* WORK REQUEST *
Print only the closing part of the entries. It starts at the line containing "if let Err(e) = events.publish(entry).await" and includes the final line, exactly as written.
[DATA SECTION Boundary: Start]
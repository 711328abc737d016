use super::types::{
    CameraIntent, ReadinessScore, ReadinessThresholds, SessionRecord, SessionState, StopOutcome,
    StopReason,
};
use crate::camera::{CircuitStatus, ResilientCameraClient};
use crate::config::StopFailurePolicy;
use crate::error::{CameraError, GopilotError, Result, SessionError};
use crate::events::EventBus;
use crate::infrastructure::{AuditEntry, AuditEventKind, AuditLog};
use serde_json::{json, Value};
use std::sync::Arc;
use std::time::Instant;
use tokio::sync::Mutex;
use tracing::{debug, error, info, warn};

/// Id of the session that owns the slot, set before the first camera call
type Claim = parking_lot::Mutex<Option<String>>;

/// Clears an uncommitted start claim, including when the start is dropped
struct StartClaim<'a> {
    claim: &'a Claim,
    committed: bool,
}

impl Drop for StartClaim<'_> {
    fn drop(&mut self) {
        if !self.committed {
            *self.claim.lock() = None;
        }
    }
}

/// Drives one auto-vlogger session through
/// `IDLE -> GUIDING -> READY_TO_SHOOT -> CAPTURING -> REVIEWING -> IDLE`.
///
/// The active record lives in a single slot. The slot lock is held across
/// the camera call and the audit append of a transition, so camera commands
/// for a session are strictly sequential and audit entries land in
/// transition order. A start claims the session id before touching the
/// camera; any other start seen meanwhile is rejected, never queued.
pub struct SessionStateMachine {
    slot: Mutex<Option<SessionRecord>>,
    claim: Claim,
    client: Arc<ResilientCameraClient>,
    audit: Arc<AuditLog>,
    events: Option<EventBus>,
    thresholds: ReadinessThresholds,
    stop_policy: StopFailurePolicy,
}

impl SessionStateMachine {
    pub fn new(
        client: Arc<ResilientCameraClient>,
        audit: Arc<AuditLog>,
        thresholds: ReadinessThresholds,
        stop_policy: StopFailurePolicy,
    ) -> Self {
        Self {
            slot: Mutex::new(None),
            claim: parking_lot::Mutex::new(None),
            client,
            audit,
            events: None,
            thresholds,
            stop_policy,
        }
    }

    /// Publish every appended entry on `events`
    pub fn with_events(mut self, events: EventBus) -> Self {
        self.events = Some(events);
        self
    }

    pub async fn state(&self) -> SessionState {
        self.slot
            .lock()
            .await
            .as_ref()
            .map_or(SessionState::Idle, |record| record.state)
    }

    pub async fn active_session_id(&self) -> Option<String> {
        self.slot
            .lock()
            .await
            .as_ref()
            .map(|record| record.session_id.clone())
    }

    /// Copy of the active record
    pub async fn snapshot(&self) -> Option<SessionRecord> {
        self.slot.lock().await.clone()
    }

    pub fn client(&self) -> &ResilientCameraClient {
        &self.client
    }

    /// `IDLE -> GUIDING`: create the session and switch the camera mode
    pub async fn start_session(&self, intent: CameraIntent) -> Result<String> {
        let mut record = SessionRecord::new(intent);
        let session_id = record.session_id.clone();

        let mut claim = {
            let mut owner = self.claim.lock();
            if let Some(active) = owner.as_ref() {
                return Err(SessionError::AlreadyActive {
                    session_id: active.clone(),
                }
                .into());
            }
            *owner = Some(session_id.clone());
            StartClaim {
                claim: &self.claim,
                committed: false,
            }
        };

        // Terminal transitions release the claim only while holding the slot,
        // so the slot is empty once acquired here
        let mut slot = self.slot.lock().await;

        if let Err(e) = self.client.set_mode(record.intent.mode).await {
            error!("Session {} aborted: set_mode failed: {}", session_id, e);
            self.record(AuditEntry::new(
                &session_id,
                AuditEventKind::SessionAborted,
                SessionState::Idle,
                SessionState::Idle,
                self.failure_detail(&e, json!({ "mode": record.intent.mode })),
            ))
            .await?;
            return Err(e.into());
        }

        record.state = SessionState::Guiding;
        let detail = json!({
            "objective": record.intent.objective,
            "mode": record.intent.mode,
            "duration_secs": record.intent.duration_secs,
        });
        *slot = Some(record);
        claim.committed = true;

        info!("Session {} started", session_id);
        self.record(AuditEntry::new(
            &session_id,
            AuditEventKind::SessionStarted,
            SessionState::Idle,
            SessionState::Guiding,
            detail,
        ))
        .await?;

        Ok(session_id)
    }

    /// Feed one readiness sample; transitions only `GUIDING -> READY_TO_SHOOT`
    pub async fn tick(&self, score: ReadinessScore) -> Result<SessionState> {
        score.validate()?;

        let mut slot = self.slot.lock().await;
        let Some(record) = slot.as_mut() else {
            return Ok(SessionState::Idle);
        };
        if record.state != SessionState::Guiding {
            return Ok(record.state);
        }

        record.last_scores = Some(score);
        if !self.thresholds.passes(&score) {
            debug!(
                "Session {} not ready: framing {:.2} lighting {:.2} motion {:.2}",
                record.session_id, score.framing, score.lighting, score.motion
            );
            return Ok(SessionState::Guiding);
        }

        record.state = SessionState::ReadyToShoot;
        let session_id = record.session_id.clone();

        info!("Session {} ready to shoot", session_id);
        self.record(AuditEntry::new(
            &session_id,
            AuditEventKind::ReadyToShoot,
            SessionState::Guiding,
            SessionState::ReadyToShoot,
            json!({ "scores": score }),
        ))
        .await?;

        Ok(SessionState::ReadyToShoot)
    }

    /// `READY_TO_SHOOT -> CAPTURING`: issue `start_capture` exactly once
    pub async fn confirm(&self) -> Result<SessionState> {
        let mut slot = self.slot.lock().await;
        let record = Self::require_state(&mut slot, SessionState::ReadyToShoot, "confirm")?;
        let session_id = record.session_id.clone();

        match self.client.start_capture().await {
            Ok(()) => {
                record.state = SessionState::Capturing;
                record.capture_started_at = Some(Instant::now());
                record.captures += 1;
                let capture = record.captures;

                info!("Session {} capturing", session_id);
                self.record(AuditEntry::new(
                    &session_id,
                    AuditEventKind::CaptureStarted,
                    SessionState::ReadyToShoot,
                    SessionState::Capturing,
                    json!({ "capture": capture }),
                ))
                .await?;
                Ok(SessionState::Capturing)
            }
            Err(e) if self.is_fatal(&e) => {
                self.release(&mut slot);
                self.fail_session(&session_id, SessionState::ReadyToShoot, "start_capture", e)
                    .await
            }
            Err(e) => {
                record.state = SessionState::Guiding;

                warn!(
                    "Session {} capture start failed, back to guiding: {}",
                    session_id, e
                );
                self.record(AuditEntry::new(
                    &session_id,
                    AuditEventKind::CaptureStartFailed,
                    SessionState::ReadyToShoot,
                    SessionState::Guiding,
                    self.failure_detail(&e, json!({})),
                ))
                .await?;
                Err(e.into())
            }
        }
    }

    /// `CAPTURING -> REVIEWING`: issue `stop_capture`
    pub async fn stop_capture(&self) -> Result<SessionState> {
        let mut slot = self.slot.lock().await;
        let record = Self::require_state(&mut slot, SessionState::Capturing, "stop capture")?;
        let session_id = record.session_id.clone();
        let captured_for_ms = record
            .capture_started_at
            .map(|started| started.elapsed().as_millis() as u64);

        match self.client.stop_capture().await {
            Ok(()) => {
                record.state = SessionState::Reviewing;

                info!("Session {} capture stopped, reviewing", session_id);
                self.record(AuditEntry::new(
                    &session_id,
                    AuditEventKind::CaptureStopped,
                    SessionState::Capturing,
                    SessionState::Reviewing,
                    json!({ "captured_for_ms": captured_for_ms }),
                ))
                .await?;
                Ok(SessionState::Reviewing)
            }
            Err(e) if self.is_fatal(&e) || self.stop_policy == StopFailurePolicy::Escalate => {
                self.release(&mut slot);
                self.fail_session(&session_id, SessionState::Capturing, "stop_capture", e)
                    .await
            }
            Err(e) => {
                record.state = SessionState::Reviewing;

                warn!(
                    "Session {} capture stop failed, continuing to review: {}",
                    session_id, e
                );
                self.record(AuditEntry::new(
                    &session_id,
                    AuditEventKind::CaptureStopAnomaly,
                    SessionState::Capturing,
                    SessionState::Reviewing,
                    self.failure_detail(&e, json!({ "captured_for_ms": captured_for_ms })),
                ))
                .await?;
                Ok(SessionState::Reviewing)
            }
        }
    }

    /// Any state `-> IDLE`; idempotent
    pub async fn stop_session(&self, session_id: Option<&str>) -> Result<StopOutcome> {
        self.stop_session_with_reason(session_id, StopReason::Requested)
            .await
    }

    pub async fn stop_session_with_reason(
        &self,
        session_id: Option<&str>,
        reason: StopReason,
    ) -> Result<StopOutcome> {
        let mut slot = self.slot.lock().await;
        let Some(record) = slot.as_ref() else {
            debug!("stop_session with no active session");
            return Ok(StopOutcome::NoActiveSession);
        };

        if let Some(requested) = session_id {
            if requested != record.session_id {
                return Ok(StopOutcome::NotActiveSession {
                    active_session_id: record.session_id.clone(),
                });
            }
        }

        let from_state = record.state;
        let active_id = record.session_id.clone();
        let mut detail = json!({ "reason": reason, "captures": record.captures });

        if from_state == SessionState::Capturing {
            let stop_result = match self.client.stop_capture().await {
                Ok(()) => Value::from("ok"),
                Err(e) => {
                    warn!(
                        "Session {} best-effort stop_capture failed: {}",
                        active_id, e
                    );
                    Value::from(e.to_string())
                }
            };
            detail["stop_capture"] = stop_result;
        }

        self.release(&mut slot);

        info!(
            "Session {} stopped from {} ({})",
            active_id,
            from_state,
            reason.as_str()
        );
        self.record(AuditEntry::new(
            &active_id,
            AuditEventKind::SessionStopped,
            from_state,
            SessionState::Idle,
            detail,
        ))
        .await?;

        Ok(StopOutcome::Stopped {
            session_id: active_id,
            from_state,
        })
    }

    /// Empty the slot and give up the claim; callers still hold the slot lock
    fn release(&self, slot: &mut Option<SessionRecord>) {
        slot.take();
        *self.claim.lock() = None;
    }

    fn require_state<'a>(
        slot: &'a mut Option<SessionRecord>,
        expected: SessionState,
        action: &'static str,
    ) -> Result<&'a mut SessionRecord> {
        let record = slot.as_mut().ok_or(SessionError::NoActiveSession)?;
        if record.state != expected {
            return Err(SessionError::InvalidTransition {
                state: record.state,
                action,
            }
            .into());
        }
        Ok(record)
    }

    /// Breaker refusals, invalid input and failures that opened the breaker end the session
    fn is_fatal(&self, error: &CameraError) -> bool {
        matches!(
            error,
            CameraError::CircuitOpen { .. } | CameraError::InvalidParameter { .. }
        ) || self.client.circuit_status() == CircuitStatus::Open
    }

    async fn fail_session<T>(
        &self,
        session_id: &str,
        from_state: SessionState,
        operation: &str,
        error: CameraError,
    ) -> Result<T> {
        error!(
            "Session {} fatal during {}: {}",
            session_id, operation, error
        );
        self.record(AuditEntry::new(
            session_id,
            AuditEventKind::SessionFatal,
            from_state,
            SessionState::Idle,
            self.failure_detail(&error, json!({ "operation": operation })),
        ))
        .await?;
        Err(GopilotError::Camera(error))
    }

    fn failure_detail(&self, error: &CameraError, mut detail: Value) -> Value {
        detail["error"] = Value::from(error.to_string());
        detail["error_kind"] = Value::from(error.kind());
        detail["circuit"] = json!(self.client.circuit_status());
        detail
    }

    async fn record(&self, entry: AuditEntry) -> Result<()> {
        self.audit.append(&entry).await?;

        if let Some(events) = &self.events {
            if events.has_subscribers() {
                if let Err(e) = events.publish(entry).await {
                    debug!("Audit entry not delivered to observers: {}", e);
                }
            }
        }
        Ok(())
    }
}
[DATA SECTION Boundary: End]
* WRITTEN ANSWER *
                if let Err(e) = events.publish(entry).await {
                    debug!("Audit entry not delivered to observers: {}", e);
                }
            }
        }
        Ok(())
    }
}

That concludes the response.